**REQUIRED WORK**
From the records below, print exactly the lines starting at the one containing "in this column." and ending at the one containing "Self::KeyId | Self::ExpirationDate", ends included, and nothing else.

**INPUT DATA**

········

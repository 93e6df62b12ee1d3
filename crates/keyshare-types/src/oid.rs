//! Reserved OIDs and key-table addressing.
//!
//! Scalars live at fixed OIDs. The key table lives under
//! `3.2.1.<column>.<rowId>`; `3.2.1.6.0` is not an instance but the
//! write-only trigger that issues a new key.

use crate::value::ValueKind;

pub const SYSTEM_RESTART_DATE: &str = "1.1.0";
pub const SYSTEM_RESTART_TIME: &str = "1.2.0";
pub const SYSTEM_KEY_SIZE: &str = "1.3.0";
pub const SYSTEM_INTERVAL_UPDATE: &str = "1.4.0";
pub const SYSTEM_MAX_KEYS: &str = "1.5.0";
pub const SYSTEM_KEY_TTL: &str = "1.6.0";
pub const CONFIG_MASTER_KEY: &str = "2.1.0";
pub const CONFIG_FIRST_CHAR: &str = "2.2.0";
pub const CONFIG_CARDINALITY: &str = "2.3.0";
pub const DATA_VALID_KEYS: &str = "3.1.0";

/// Prefix shared by every key-table OID.
pub const KEY_TABLE_PREFIX: &str = "3.2.1.";

/// SET on this OID issues a new key with the written visibility.
pub const KEY_ISSUE_TRIGGER: &str = "3.2.1.6.0";

/// OID used in the error list when a whole request is rejected.
pub const PROTOCOL_ERROR_OID: &str = "0";

/// A column of the generated-keys table.
#[derive(Debug, Clone, Copy, PartialEq, Eq, Hash, PartialOrd, Ord)]
pub enum KeyColumn {
    KeyId = 1,
    KeyValue = 2,
    Requester = 3,
    ExpirationDate = 4,
    ExpirationTime = 5,
    Visibility = 6,
}

impl KeyColumn {
    /// All columns in OID order.
    pub const ALL: [KeyColumn; 6] = [
        KeyColumn::KeyId,
        KeyColumn::KeyValue,
        KeyColumn::Requester,
        KeyColumn::ExpirationDate,
        KeyColumn::ExpirationTime,
        KeyColumn::Visibility,
    ];

    pub fn from_index(index: u8) -> Option<Self> {
        Self::ALL.get(usize::from(index).checked_sub(1)?).copied()
    }

    pub fn index(self) -> u8 {
        self as u8
    }

    /// Kind of the instance stored in this column.
    pub fn kind(self) -> ValueKind {
        match self {
            Self::KeyValue | Self::Requester => ValueKind::String,
            Self::KeyId | Self::ExpirationDate | Self::ExpirationTime | Self::Visibility => {
                ValueKind::Integer
            }
        }
    }
}

/// A parsed `3.2.1.<column>.<rowId>` address.
#[derive(Debug, Clone, Copy, PartialEq, Eq, Hash)]
pub struct TableOid {
    pub column: KeyColumn,
    pub row_id: u64,
}

impl TableOid {
    pub fn new(column: KeyColumn, row_id: u64) -> Self {
        Self { column, row_id }
    }

    /// Parse a key-table OID. Returns `None` for anything outside the table,
    /// including malformed or non-canonical segments (`02`, `+1`).
    pub fn parse(oid: &str) -> Option<Self> {
        let rest = oid.strip_prefix(KEY_TABLE_PREFIX)?;
        let (column, row) = rest.split_once('.')?;
        let column = KeyColumn::from_index(column.parse().ok()?)?;
        let row_id = row.parse().ok()?;
        let parsed = Self { column, row_id };
        (parsed.to_oid() == oid).then_some(parsed)
    }

    pub fn to_oid(self) -> String {
        format!("{KEY_TABLE_PREFIX}{}.{}", self.column.index(), self.row_id)
    }
}

impl std::fmt::Display for TableOid {
    fn fmt(&self, f: &mut std::fmt::Formatter<'_>) -> std::fmt::Result {
        write!(
            f,
            "{KEY_TABLE_PREFIX}{}.{}",
            self.column.index(),
            self.row_id
        )
    }
}

/// True when `oid` falls inside the key-table subtree.
pub fn is_table_oid(oid: &str) -> bool {
    oid.starts_with(KEY_TABLE_PREFIX)
}

/// The row id encoded in an OID: its last dot-separated segment, which must be
/// written in canonical decimal form.
pub fn oid_row_id(oid: &str) -> Option<u64> {
    let segment = oid.rsplit('.').next()?;
    let row_id: u64 = segment.parse().ok()?;
    (row_id.to_string() == segment).then_some(row_id)
}

#[cfg(test)]
mod tests {
    use super::*;

    #[test]
    fn test_parse_table_oid() {
        let parsed = TableOid::parse("3.2.1.2.17").unwrap();
        assert_eq!(parsed.column, KeyColumn::KeyValue);
        assert_eq!(parsed.row_id, 17);
        assert_eq!(parsed.to_oid(), "3.2.1.2.17");
        assert_eq!(parsed.to_string(), "3.2.1.2.17");
    }

    #[test]
    fn test_parse_rejects_outside_table() {
        assert!(TableOid::parse("3.1.0").is_none());
        assert!(TableOid::parse("3.2.1.7.1").is_none());
        assert!(TableOid::parse("3.2.1.0.1").is_none());
        assert!(TableOid::parse("3.2.1.2").is_none());
        assert!(TableOid::parse("3.2.1.2.x").is_none());
        assert!(TableOid::parse("3.2.1.2.1.5").is_none());
    }

    #[test]
    fn test_parse_rejects_non_canonical_segments() {
        assert!(TableOid::parse("3.2.1.02.1").is_none());
        assert!(TableOid::parse("3.2.1.2.+1").is_none());
        assert!(TableOid::parse("3.2.1.2.01").is_none());
        assert!(TableOid::parse("3.2.1.+2.1").is_none());
        assert_eq!(oid_row_id("3.2.1.2.01"), None);
        assert_eq!(oid_row_id("3.2.1.2.+1"), None);
        assert_eq!(
            TableOid::parse("3.2.1.2.10"),
            Some(TableOid::new(KeyColumn::KeyValue, 10))
        );
    }

    #[test]
    fn test_issue_trigger_parses_as_row_zero() {
        let parsed = TableOid::parse(KEY_ISSUE_TRIGGER).unwrap();
        assert_eq!(parsed.column, KeyColumn::Visibility);
        assert_eq!(parsed.row_id, 0);
    }

    #[test]
    fn test_oid_row_id() {
        assert_eq!(oid_row_id("3.2.1.6.42"), Some(42));
        assert_eq!(oid_row_id("1.4.0"), Some(0));
        assert_eq!(oid_row_id("1.4.a"), None);
        assert!(is_table_oid("3.2.1.1.1"));
        assert!(!is_table_oid("3.1.0"));
    }

    #[test]
    fn test_column_kinds() {
        assert_eq!(KeyColumn::KeyValue.kind(), ValueKind::String);
        assert_eq!(KeyColumn::Visibility.kind(), ValueKind::Integer);
        assert_eq!(KeyColumn::from_index(3), Some(KeyColumn::Requester));
        assert_eq!(KeyColumn::from_index(0), None);
    }
}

········

**EXERCISE SOLUTION**
    /// Kind of the instance stored in this column.
    pub fn kind(self) -> ValueKind {
        match self {
            Self::KeyValue | Self::Requester => ValueKind::String,
            Self::KeyId | Self::ExpirationDate | Self::ExpirationTime | Self::Visibility => {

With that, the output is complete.